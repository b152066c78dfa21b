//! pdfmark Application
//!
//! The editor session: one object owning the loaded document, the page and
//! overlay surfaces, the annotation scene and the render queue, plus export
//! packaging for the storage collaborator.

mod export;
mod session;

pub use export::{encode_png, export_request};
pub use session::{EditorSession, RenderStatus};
+++++
TASK ITEM:
Print the data above again, with nothing altered and nothing left out.

YOUR RESPONSE:
repository b152066c78dfa21b
//! pdfmark Application
//!
//! The editor session: one object owning the loaded document, the page and
//! overlay surfaces, the annotation scene and the render queue, plus export
//! packaging for the storage collaborator.

mod export;
mod session;

pub use export::{encode_png, export_request};
pub use session::{EditorSession, RenderStatus};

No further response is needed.